## [What is needed]
The task calls for each line of the records below in which the word "today" appears.

┌──

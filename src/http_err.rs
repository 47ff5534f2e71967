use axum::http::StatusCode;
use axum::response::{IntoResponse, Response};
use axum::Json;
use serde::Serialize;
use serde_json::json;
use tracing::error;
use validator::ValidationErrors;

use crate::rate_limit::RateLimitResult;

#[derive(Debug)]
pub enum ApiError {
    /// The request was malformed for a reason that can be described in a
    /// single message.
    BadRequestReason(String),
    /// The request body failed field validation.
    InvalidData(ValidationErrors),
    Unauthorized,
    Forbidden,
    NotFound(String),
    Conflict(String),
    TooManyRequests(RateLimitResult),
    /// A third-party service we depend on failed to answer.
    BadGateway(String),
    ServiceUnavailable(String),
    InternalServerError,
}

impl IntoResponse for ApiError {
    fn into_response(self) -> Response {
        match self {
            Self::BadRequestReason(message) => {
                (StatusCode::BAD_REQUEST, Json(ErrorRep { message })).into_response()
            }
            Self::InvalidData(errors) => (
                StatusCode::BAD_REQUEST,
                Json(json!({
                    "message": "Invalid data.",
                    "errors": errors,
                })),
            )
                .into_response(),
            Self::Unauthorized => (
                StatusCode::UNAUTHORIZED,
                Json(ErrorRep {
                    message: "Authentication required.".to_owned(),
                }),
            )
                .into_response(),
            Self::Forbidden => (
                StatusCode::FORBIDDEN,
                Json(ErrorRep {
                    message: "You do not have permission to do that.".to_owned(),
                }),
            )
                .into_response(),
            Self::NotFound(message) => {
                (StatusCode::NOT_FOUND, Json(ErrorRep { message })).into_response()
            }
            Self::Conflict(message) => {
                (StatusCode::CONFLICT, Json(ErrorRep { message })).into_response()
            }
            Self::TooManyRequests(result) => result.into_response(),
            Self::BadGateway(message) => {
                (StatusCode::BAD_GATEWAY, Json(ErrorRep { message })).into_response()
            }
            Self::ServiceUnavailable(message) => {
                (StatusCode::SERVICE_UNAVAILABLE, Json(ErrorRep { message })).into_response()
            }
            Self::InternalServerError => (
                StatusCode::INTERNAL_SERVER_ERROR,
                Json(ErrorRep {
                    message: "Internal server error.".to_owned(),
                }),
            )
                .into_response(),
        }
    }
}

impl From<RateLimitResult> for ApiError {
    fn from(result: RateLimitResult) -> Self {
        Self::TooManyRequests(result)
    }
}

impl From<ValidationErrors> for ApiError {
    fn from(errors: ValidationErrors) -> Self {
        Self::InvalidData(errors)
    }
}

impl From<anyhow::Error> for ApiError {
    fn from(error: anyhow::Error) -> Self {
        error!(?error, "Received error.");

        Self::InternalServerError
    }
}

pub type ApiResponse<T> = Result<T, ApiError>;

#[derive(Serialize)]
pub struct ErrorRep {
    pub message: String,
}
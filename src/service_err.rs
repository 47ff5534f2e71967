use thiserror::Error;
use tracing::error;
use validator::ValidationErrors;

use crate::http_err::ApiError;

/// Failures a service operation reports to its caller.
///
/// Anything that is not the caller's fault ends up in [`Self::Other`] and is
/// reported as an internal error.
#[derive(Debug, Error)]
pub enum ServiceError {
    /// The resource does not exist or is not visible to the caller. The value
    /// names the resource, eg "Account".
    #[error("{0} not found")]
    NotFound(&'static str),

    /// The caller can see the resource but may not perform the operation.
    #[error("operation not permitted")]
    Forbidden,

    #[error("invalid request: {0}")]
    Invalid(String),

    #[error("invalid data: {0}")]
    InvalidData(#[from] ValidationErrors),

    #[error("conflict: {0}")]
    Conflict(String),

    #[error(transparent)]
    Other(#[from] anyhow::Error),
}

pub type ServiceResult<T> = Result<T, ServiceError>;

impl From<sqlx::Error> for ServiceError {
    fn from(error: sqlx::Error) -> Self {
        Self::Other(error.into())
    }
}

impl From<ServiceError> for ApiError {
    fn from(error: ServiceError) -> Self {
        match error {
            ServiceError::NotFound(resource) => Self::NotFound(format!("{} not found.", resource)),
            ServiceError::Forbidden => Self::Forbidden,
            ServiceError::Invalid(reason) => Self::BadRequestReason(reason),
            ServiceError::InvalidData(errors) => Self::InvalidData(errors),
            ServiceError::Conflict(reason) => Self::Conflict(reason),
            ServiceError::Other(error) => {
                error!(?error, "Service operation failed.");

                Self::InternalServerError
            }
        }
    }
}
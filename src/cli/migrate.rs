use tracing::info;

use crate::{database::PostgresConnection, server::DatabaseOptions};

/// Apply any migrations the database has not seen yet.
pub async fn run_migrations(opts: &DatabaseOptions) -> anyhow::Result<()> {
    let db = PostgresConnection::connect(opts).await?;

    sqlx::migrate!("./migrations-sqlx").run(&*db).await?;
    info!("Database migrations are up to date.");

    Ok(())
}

└──
┌──

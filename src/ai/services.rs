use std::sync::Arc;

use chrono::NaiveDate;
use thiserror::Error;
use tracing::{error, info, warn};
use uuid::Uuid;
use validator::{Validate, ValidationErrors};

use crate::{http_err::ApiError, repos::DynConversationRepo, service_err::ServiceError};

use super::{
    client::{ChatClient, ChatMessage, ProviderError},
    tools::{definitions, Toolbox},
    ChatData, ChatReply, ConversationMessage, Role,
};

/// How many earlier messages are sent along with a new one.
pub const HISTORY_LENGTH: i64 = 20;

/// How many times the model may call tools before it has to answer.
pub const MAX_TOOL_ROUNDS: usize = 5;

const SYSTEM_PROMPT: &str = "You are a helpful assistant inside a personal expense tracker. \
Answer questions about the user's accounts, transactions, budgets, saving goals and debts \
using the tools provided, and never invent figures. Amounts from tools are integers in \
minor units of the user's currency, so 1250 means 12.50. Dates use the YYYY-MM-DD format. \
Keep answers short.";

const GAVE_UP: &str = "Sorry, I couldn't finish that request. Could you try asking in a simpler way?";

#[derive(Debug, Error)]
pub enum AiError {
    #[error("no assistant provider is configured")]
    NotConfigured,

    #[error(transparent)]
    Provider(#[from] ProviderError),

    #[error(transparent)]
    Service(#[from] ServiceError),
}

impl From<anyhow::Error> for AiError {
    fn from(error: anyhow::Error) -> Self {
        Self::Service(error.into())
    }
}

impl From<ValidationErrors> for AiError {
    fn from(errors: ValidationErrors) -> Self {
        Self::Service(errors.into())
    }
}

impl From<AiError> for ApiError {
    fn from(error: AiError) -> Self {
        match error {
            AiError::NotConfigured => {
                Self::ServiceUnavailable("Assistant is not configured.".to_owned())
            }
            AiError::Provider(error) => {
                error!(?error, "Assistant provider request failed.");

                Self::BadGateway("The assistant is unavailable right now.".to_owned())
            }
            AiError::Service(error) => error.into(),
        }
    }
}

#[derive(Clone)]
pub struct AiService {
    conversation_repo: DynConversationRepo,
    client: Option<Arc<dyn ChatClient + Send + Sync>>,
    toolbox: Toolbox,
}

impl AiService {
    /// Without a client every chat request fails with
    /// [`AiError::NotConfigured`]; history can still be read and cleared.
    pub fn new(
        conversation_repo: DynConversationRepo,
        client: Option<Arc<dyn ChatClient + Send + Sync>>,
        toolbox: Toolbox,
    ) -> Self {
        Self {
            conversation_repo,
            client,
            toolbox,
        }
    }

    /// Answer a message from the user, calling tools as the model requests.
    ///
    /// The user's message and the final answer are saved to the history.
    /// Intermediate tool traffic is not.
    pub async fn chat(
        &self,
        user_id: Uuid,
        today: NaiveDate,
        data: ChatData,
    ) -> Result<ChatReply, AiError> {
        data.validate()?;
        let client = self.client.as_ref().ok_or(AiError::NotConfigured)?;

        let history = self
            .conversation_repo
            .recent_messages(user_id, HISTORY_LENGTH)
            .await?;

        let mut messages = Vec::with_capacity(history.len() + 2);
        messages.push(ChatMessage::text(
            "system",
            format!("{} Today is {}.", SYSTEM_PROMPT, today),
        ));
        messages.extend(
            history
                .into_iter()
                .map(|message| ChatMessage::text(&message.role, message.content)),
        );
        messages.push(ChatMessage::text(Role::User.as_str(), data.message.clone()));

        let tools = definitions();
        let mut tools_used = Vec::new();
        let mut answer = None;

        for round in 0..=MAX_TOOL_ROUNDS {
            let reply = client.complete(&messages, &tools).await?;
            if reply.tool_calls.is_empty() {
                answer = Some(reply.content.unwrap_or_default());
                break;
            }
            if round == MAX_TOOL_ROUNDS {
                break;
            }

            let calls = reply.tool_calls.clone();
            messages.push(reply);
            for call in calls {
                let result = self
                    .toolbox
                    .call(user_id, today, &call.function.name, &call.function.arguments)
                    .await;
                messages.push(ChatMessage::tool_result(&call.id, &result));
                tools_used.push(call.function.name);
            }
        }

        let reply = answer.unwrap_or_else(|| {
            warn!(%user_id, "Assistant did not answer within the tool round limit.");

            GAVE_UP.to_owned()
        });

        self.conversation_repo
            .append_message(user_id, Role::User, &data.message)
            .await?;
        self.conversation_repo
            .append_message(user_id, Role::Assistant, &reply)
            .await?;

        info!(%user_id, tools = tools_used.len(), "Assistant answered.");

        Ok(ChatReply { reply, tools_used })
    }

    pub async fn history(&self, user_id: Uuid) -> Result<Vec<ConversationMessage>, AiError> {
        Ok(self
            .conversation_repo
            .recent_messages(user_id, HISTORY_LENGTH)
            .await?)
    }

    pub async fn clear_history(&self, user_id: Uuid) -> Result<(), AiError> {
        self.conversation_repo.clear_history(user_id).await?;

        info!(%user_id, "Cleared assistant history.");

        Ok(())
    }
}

└──

## [Written answer]
        today: NaiveDate,
            format!("{} Today is {}.", SYSTEM_PROMPT, today),
                    .call(user_id, today, &call.function.name, &call.function.arguments)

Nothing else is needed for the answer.